▶ **Exercise details**:
Write out again, please, the records below from the first line to the line holding "as sales commission", inclusive, and nothing else.

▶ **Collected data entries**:
# # # #

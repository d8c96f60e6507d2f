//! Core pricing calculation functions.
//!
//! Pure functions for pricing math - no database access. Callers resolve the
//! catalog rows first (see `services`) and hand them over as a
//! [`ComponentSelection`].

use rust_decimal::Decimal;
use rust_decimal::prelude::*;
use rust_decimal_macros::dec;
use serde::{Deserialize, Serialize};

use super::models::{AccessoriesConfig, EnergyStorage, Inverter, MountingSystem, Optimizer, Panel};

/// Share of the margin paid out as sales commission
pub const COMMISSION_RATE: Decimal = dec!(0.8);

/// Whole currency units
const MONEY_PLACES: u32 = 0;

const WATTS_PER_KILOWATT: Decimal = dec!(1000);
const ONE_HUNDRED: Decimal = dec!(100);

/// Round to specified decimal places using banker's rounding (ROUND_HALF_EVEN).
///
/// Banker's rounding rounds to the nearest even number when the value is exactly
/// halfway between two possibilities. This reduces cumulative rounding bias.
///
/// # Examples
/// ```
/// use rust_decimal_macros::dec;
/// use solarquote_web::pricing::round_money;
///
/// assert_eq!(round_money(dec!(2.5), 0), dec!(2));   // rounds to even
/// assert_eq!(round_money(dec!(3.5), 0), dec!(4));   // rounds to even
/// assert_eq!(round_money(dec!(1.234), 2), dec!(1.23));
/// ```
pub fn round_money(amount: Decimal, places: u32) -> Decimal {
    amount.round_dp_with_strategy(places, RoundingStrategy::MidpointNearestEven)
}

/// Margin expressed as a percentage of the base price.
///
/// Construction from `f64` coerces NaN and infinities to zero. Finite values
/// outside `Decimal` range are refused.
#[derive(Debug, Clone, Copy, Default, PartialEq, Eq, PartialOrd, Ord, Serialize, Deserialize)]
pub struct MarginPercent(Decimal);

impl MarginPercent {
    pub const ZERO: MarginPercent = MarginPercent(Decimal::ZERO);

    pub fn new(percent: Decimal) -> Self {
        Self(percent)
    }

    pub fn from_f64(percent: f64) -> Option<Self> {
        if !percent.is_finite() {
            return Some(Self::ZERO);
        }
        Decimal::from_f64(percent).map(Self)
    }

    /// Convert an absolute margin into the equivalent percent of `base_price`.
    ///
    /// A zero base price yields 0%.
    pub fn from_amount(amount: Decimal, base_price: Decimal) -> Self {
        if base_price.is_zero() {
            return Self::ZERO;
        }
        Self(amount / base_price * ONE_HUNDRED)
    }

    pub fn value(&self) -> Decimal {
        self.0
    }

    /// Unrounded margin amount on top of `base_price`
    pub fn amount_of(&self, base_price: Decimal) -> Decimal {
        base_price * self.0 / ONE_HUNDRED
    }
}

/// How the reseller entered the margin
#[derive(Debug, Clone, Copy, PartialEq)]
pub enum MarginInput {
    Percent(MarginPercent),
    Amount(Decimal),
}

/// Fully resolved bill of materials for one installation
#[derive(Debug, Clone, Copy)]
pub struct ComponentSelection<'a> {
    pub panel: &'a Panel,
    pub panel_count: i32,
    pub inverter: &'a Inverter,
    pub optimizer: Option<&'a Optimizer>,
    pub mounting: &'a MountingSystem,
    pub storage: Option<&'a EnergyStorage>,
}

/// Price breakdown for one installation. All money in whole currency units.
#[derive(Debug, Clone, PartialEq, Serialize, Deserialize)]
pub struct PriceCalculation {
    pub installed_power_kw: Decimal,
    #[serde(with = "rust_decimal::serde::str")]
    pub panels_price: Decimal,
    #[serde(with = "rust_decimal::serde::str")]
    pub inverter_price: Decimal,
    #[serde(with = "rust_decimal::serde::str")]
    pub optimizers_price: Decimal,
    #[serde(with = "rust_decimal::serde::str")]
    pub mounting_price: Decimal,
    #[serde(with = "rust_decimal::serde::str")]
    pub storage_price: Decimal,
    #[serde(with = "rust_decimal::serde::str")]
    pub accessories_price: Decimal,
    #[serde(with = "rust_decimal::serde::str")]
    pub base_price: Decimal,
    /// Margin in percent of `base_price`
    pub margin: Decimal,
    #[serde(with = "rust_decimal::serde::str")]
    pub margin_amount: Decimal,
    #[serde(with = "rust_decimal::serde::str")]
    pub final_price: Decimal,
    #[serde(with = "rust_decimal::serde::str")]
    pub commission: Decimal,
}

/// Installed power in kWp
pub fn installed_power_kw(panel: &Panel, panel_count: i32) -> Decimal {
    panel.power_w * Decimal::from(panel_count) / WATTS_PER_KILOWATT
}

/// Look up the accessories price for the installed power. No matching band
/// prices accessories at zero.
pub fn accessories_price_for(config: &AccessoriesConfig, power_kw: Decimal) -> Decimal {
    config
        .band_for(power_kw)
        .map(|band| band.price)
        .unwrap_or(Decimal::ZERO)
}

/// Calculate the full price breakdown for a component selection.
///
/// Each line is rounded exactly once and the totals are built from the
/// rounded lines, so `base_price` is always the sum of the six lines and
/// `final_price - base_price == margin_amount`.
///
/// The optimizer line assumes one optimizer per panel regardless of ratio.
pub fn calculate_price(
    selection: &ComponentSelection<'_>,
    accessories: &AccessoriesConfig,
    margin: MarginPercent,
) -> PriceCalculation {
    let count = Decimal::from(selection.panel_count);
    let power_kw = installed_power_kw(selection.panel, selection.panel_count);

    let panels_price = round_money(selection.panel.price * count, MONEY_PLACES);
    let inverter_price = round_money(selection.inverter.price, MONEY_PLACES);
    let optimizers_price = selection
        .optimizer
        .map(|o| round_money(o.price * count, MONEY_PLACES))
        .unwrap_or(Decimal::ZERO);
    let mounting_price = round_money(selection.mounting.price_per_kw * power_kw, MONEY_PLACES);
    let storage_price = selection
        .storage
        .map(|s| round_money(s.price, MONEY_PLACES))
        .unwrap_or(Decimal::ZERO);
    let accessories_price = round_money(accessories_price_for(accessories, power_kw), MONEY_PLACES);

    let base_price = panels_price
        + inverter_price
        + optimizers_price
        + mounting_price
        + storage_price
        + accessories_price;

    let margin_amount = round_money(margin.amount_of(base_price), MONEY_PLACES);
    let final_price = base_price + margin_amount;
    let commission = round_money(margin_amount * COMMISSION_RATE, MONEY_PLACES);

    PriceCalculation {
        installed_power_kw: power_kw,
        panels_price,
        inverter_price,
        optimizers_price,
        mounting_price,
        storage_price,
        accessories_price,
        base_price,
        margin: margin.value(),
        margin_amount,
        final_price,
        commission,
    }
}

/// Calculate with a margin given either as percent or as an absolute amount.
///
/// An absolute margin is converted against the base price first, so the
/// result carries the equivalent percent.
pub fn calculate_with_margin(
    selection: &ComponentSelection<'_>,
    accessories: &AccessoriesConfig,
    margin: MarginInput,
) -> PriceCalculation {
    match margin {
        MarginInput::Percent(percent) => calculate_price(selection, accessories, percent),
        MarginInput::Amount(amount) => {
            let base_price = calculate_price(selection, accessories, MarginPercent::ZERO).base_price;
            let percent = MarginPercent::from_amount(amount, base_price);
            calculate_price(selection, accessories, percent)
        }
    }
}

# # # #

▶ **The answer**:
repository d8c96f60e6507d2f
//! Core pricing calculation functions.
//!
//! Pure functions for pricing math - no database access. Callers resolve the
//! catalog rows first (see `services`) and hand them over as a
//! [`ComponentSelection`].

use rust_decimal::Decimal;
use rust_decimal::prelude::*;
use rust_decimal_macros::dec;
use serde::{Deserialize, Serialize};

use super::models::{AccessoriesConfig, EnergyStorage, Inverter, MountingSystem, Optimizer, Panel};

/// Share of the margin paid out as sales commission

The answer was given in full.